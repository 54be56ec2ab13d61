use axum::{extract::State, Json};
use serde::{Deserialize, Serialize};

use crate::engine::verification::{
    CreateVerificationRequest, FailedVerificationRequest, MultipleVerificationRequest,
};
use crate::error::AppResult;
use crate::state::AppState;

use super::wire::{VerificationAttemptMessage, VerificationListMessage, VerificationMessage};

#[derive(Debug, Deserialize)]
pub struct GetVerificationRequest {
    pub user_id: i64,
    #[serde(default)]
    pub organization_id: Option<i64>,
    #[serde(default)]
    pub active_verifications_only: bool,
}

#[derive(Debug, Deserialize)]
pub struct GetAllVerificationsRequest {
    pub user_id: i64,
    #[serde(default)]
    pub organization_ids: Vec<i64>,
    #[serde(default)]
    pub active_verifications_only: bool,
}

#[derive(Debug, Deserialize)]
pub struct DeactivateVerificationRequest {
    pub verification_id: i64,
    pub user_id: i64,
}

#[derive(Debug, Deserialize)]
pub struct FamilyRequest {
    pub user_id: i64,
}

#[derive(Debug, Serialize)]
pub struct FamilyResponse {
    pub user_ids: Vec<i64>,
}

pub async fn get_verification_for_user(
    State(state): State<AppState>,
    Json(payload): Json<GetVerificationRequest>,
) -> AppResult<Json<VerificationMessage>> {
    let verification = state
        .service
        .get_verification_for_user(
            payload.user_id,
            payload.organization_id,
            payload.active_verifications_only,
        )
        .await?;
    Ok(Json(verification.into()))
}

pub async fn get_all_verifications_for_user(
    State(state): State<AppState>,
    Json(payload): Json<GetAllVerificationsRequest>,
) -> AppResult<Json<VerificationListMessage>> {
    let verifications = state
        .service
        .get_all_verifications_for_user(
            payload.user_id,
            &payload.organization_ids,
            payload.active_verifications_only,
        )
        .await?;
    Ok(Json(verifications.into()))
}

pub async fn create_verification_for_user(
    State(state): State<AppState>,
    Json(payload): Json<CreateVerificationRequest>,
) -> AppResult<Json<VerificationMessage>> {
    let verification = state.service.create_verification_for_user(&payload).await?;
    Ok(Json(verification.into()))
}

pub async fn create_multiple_verifications_for_user(
    State(state): State<AppState>,
    Json(payload): Json<MultipleVerificationRequest>,
) -> AppResult<Json<VerificationListMessage>> {
    let verifications = state
        .service
        .create_multiple_verifications_for_user(&payload)
        .await?;
    Ok(Json(verifications.into()))
}

pub async fn create_failed_verification(
    State(state): State<AppState>,
    Json(payload): Json<FailedVerificationRequest>,
) -> AppResult<Json<VerificationAttemptMessage>> {
    let attempt = state.service.create_failed_verification(&payload).await?;
    Ok(Json(attempt.into()))
}

pub async fn deactivate_verification_for_user(
    State(state): State<AppState>,
    Json(payload): Json<DeactivateVerificationRequest>,
) -> AppResult<Json<VerificationMessage>> {
    let verification = state
        .service
        .deactivate_verification_for_user(payload.verification_id, payload.user_id)
        .await?;
    Ok(Json(verification.into()))
}

pub async fn get_other_user_ids_in_family(
    State(state): State<AppState>,
    Json(payload): Json<FamilyRequest>,
) -> AppResult<Json<FamilyResponse>> {
    let user_ids = state
        .service
        .get_other_user_ids_in_family(payload.user_id)
        .await?;
    Ok(Json(FamilyResponse { user_ids }))
}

-=-=-

PROBLEM REQUIREMENTS:
Quote every record above exactly.

EXERCISE RESPONSE:
repository 54be56ec2ab13d61
use axum::{extract::State, Json};
use serde::{Deserialize, Serialize};

use crate::engine::verification::{
    CreateVerificationRequest, FailedVerificationRequest, MultipleVerificationRequest,
};
use crate::error::AppResult;
use crate::state::AppState;

use super::wire::{VerificationAttemptMessage, VerificationListMessage, VerificationMessage};

#[derive(Debug, Deserialize)]
pub struct GetVerificationRequest {
    pub user_id: i64,
    #[serde(default)]
    pub organization_id: Option<i64>,
    #[serde(default)]
    pub active_verifications_only: bool,
}

#[derive(Debug, Deserialize)]
pub struct GetAllVerificationsRequest {
    pub user_id: i64,
    #[serde(default)]
    pub organization_ids: Vec<i64>,
    #[serde(default)]
    pub active_verifications_only: bool,
}

#[derive(Debug, Deserialize)]
pub struct DeactivateVerificationRequest {
    pub verification_id: i64,
    pub user_id: i64,
}

#[derive(Debug, Deserialize)]
pub struct FamilyRequest {
    pub user_id: i64,
}

#[derive(Debug, Serialize)]
pub struct FamilyResponse {
    pub user_ids: Vec<i64>,
}

pub async fn get_verification_for_user(
    State(state): State<AppState>,
    Json(payload): Json<GetVerificationRequest>,
) -> AppResult<Json<VerificationMessage>> {
    let verification = state
        .service
        .get_verification_for_user(
            payload.user_id,
            payload.organization_id,
            payload.active_verifications_only,
        )
        .await?;
    Ok(Json(verification.into()))
}

pub async fn get_all_verifications_for_user(
    State(state): State<AppState>,
    Json(payload): Json<GetAllVerificationsRequest>,
) -> AppResult<Json<VerificationListMessage>> {
    let verifications = state
        .service
        .get_all_verifications_for_user(
            payload.user_id,
            &payload.organization_ids,
            payload.active_verifications_only,
        )
        .await?;
    Ok(Json(verifications.into()))
}

pub async fn create_verification_for_user(
    State(state): State<AppState>,
    Json(payload): Json<CreateVerificationRequest>,
) -> AppResult<Json<VerificationMessage>> {
    let verification = state.service.create_verification_for_user(&payload).await?;
    Ok(Json(verification.into()))
}

pub async fn create_multiple_verifications_for_user(
    State(state): State<AppState>,
    Json(payload): Json<MultipleVerificationRequest>,
) -> AppResult<Json<VerificationListMessage>> {
    let verifications = state
        .service
        .create_multiple_verifications_for_user(&payload)
        .await?;
    Ok(Json(verifications.into()))
}

pub async fn create_failed_verification(
    State(state): State<AppState>,
    Json(payload): Json<FailedVerificationRequest>,
) -> AppResult<Json<VerificationAttemptMessage>> {
    let attempt = state.service.create_failed_verification(&payload).await?;
    Ok(Json(attempt.into()))
}

pub async fn deactivate_verification_for_user(
    State(state): State<AppState>,
    Json(payload): Json<DeactivateVerificationRequest>,
) -> AppResult<Json<VerificationMessage>> {
    let verification = state
        .service
        .deactivate_verification_for_user(payload.verification_id, payload.user_id)
        .await?;
    Ok(Json(verification.into()))
}

pub async fn get_other_user_ids_in_family(
    State(state): State<AppState>,
    Json(payload): Json<FamilyRequest>,
) -> AppResult<Json<FamilyResponse>> {
    let user_ids = state
        .service
        .get_other_user_ids_in_family(payload.user_id)
        .await?;
    Ok(Json(FamilyResponse { user_ids }))
}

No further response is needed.